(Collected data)
..............................

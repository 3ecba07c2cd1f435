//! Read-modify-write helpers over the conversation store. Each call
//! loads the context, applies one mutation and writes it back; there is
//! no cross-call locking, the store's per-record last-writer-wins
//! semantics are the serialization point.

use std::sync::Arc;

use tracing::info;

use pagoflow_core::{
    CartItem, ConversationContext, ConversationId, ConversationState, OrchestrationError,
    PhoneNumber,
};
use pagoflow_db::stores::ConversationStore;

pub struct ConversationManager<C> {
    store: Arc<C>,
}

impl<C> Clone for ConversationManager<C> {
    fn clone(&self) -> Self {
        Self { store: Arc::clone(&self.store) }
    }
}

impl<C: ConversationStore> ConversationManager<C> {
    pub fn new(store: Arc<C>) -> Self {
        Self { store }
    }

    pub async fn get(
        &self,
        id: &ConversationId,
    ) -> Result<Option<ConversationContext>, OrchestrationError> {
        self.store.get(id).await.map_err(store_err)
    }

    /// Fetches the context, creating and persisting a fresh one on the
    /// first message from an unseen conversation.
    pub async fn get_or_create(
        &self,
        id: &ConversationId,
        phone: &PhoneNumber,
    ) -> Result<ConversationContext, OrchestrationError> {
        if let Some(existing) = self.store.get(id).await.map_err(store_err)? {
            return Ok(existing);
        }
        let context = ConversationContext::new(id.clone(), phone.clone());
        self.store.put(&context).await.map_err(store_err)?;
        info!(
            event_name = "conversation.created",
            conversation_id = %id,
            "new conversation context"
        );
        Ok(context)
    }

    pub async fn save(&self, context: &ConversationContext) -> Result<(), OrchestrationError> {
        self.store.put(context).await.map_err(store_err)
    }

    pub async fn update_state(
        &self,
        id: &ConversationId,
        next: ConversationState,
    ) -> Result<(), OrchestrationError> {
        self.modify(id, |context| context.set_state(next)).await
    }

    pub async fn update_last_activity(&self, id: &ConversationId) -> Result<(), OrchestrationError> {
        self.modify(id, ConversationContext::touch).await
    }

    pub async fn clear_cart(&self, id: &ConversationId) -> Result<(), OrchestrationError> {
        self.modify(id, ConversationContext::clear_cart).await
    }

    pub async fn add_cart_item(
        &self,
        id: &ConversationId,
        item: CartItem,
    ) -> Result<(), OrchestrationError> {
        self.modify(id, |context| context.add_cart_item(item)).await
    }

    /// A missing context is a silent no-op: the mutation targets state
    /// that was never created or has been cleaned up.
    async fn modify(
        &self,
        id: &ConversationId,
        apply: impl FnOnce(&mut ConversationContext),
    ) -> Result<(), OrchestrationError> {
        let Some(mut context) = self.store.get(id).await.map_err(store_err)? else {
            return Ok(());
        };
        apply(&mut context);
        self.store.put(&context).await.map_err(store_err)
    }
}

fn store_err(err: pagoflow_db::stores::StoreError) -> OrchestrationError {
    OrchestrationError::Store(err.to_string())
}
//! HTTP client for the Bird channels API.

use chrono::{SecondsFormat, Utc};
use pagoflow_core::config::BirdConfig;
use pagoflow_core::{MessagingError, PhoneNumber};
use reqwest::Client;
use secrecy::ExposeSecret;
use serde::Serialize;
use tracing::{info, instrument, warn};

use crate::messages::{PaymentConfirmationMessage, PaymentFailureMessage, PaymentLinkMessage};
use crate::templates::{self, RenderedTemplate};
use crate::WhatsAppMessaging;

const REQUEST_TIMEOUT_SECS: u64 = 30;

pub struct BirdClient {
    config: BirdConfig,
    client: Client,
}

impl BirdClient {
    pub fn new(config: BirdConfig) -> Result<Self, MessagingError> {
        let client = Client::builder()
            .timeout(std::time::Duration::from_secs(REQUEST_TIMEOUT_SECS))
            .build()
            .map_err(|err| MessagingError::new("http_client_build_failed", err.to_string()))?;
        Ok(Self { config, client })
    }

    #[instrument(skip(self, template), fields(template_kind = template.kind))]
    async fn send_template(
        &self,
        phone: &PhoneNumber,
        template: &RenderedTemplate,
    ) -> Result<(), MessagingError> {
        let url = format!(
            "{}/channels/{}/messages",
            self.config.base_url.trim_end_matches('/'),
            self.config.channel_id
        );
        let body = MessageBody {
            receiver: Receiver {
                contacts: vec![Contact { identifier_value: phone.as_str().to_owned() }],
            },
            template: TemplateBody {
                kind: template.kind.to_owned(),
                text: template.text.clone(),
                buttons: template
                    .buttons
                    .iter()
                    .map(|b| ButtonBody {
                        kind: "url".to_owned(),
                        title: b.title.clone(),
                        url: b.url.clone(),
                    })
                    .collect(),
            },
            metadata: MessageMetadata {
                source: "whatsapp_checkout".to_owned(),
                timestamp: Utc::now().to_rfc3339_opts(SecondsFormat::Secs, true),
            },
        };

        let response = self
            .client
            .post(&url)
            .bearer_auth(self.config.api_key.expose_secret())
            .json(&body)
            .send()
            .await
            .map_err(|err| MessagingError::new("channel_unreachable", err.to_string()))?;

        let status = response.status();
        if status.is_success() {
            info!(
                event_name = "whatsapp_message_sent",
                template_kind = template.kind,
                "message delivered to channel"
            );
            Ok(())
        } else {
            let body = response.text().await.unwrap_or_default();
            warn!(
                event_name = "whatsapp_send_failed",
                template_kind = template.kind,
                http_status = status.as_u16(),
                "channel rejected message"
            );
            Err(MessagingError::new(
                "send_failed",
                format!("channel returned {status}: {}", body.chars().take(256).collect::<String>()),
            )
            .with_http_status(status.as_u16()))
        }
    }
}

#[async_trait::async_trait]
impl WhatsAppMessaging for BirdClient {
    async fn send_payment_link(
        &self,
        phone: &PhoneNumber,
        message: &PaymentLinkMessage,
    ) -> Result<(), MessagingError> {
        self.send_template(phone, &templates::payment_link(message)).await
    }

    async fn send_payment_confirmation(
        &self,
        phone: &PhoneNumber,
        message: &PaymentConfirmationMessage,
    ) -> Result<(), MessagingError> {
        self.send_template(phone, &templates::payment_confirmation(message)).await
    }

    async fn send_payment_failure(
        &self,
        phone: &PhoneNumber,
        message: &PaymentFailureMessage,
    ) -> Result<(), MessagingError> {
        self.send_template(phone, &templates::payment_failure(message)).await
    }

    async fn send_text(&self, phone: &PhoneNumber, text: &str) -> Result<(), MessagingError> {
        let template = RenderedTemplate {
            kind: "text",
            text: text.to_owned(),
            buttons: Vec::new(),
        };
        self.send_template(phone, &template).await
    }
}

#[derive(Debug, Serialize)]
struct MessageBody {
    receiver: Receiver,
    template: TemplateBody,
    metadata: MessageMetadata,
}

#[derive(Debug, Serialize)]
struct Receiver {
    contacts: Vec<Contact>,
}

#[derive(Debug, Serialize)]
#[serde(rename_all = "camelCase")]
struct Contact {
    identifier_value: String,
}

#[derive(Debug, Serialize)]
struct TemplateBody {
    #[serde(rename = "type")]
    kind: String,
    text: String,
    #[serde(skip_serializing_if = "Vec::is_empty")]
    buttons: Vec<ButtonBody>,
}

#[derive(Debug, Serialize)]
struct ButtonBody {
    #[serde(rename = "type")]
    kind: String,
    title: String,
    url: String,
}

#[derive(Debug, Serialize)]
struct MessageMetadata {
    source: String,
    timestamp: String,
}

..............................

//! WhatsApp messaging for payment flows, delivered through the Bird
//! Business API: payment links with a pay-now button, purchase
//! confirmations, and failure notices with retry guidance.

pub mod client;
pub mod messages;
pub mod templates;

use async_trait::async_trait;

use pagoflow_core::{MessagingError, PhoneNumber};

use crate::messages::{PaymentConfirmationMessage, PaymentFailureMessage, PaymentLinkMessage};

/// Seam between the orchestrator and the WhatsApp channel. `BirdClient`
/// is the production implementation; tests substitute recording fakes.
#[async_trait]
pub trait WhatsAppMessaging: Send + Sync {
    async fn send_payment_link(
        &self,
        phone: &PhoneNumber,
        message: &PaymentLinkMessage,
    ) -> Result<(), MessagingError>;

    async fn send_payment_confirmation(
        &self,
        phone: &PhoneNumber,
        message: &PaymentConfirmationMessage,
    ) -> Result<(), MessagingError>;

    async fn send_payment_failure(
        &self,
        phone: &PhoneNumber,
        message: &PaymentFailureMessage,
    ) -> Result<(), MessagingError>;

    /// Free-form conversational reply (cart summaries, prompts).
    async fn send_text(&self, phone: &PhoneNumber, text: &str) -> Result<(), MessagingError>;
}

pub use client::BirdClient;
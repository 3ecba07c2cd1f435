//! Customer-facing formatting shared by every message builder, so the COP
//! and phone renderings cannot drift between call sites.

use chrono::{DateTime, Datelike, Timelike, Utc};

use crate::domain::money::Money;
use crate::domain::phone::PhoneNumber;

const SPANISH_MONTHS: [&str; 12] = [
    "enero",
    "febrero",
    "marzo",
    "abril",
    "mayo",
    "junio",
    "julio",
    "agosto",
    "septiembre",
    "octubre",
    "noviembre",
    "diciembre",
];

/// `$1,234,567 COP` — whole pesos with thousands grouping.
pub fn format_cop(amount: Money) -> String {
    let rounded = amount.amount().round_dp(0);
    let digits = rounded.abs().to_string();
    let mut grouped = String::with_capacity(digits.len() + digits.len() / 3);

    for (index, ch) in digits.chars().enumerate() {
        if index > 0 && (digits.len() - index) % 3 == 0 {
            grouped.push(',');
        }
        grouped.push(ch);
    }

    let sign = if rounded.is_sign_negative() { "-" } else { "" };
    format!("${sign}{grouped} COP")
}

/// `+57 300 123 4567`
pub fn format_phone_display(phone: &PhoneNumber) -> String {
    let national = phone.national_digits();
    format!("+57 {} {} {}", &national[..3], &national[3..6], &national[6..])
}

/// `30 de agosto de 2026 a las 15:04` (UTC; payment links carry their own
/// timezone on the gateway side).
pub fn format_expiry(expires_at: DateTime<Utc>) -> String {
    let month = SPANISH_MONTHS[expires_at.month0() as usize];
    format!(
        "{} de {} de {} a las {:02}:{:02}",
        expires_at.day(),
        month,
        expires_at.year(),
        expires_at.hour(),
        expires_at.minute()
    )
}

..............................

> Exercise instructions: Each line of the data in which the string "apply" appears needs to be copied.

> Completed exercise:
        apply: impl FnOnce(&mut ConversationContext),
        apply(&mut context);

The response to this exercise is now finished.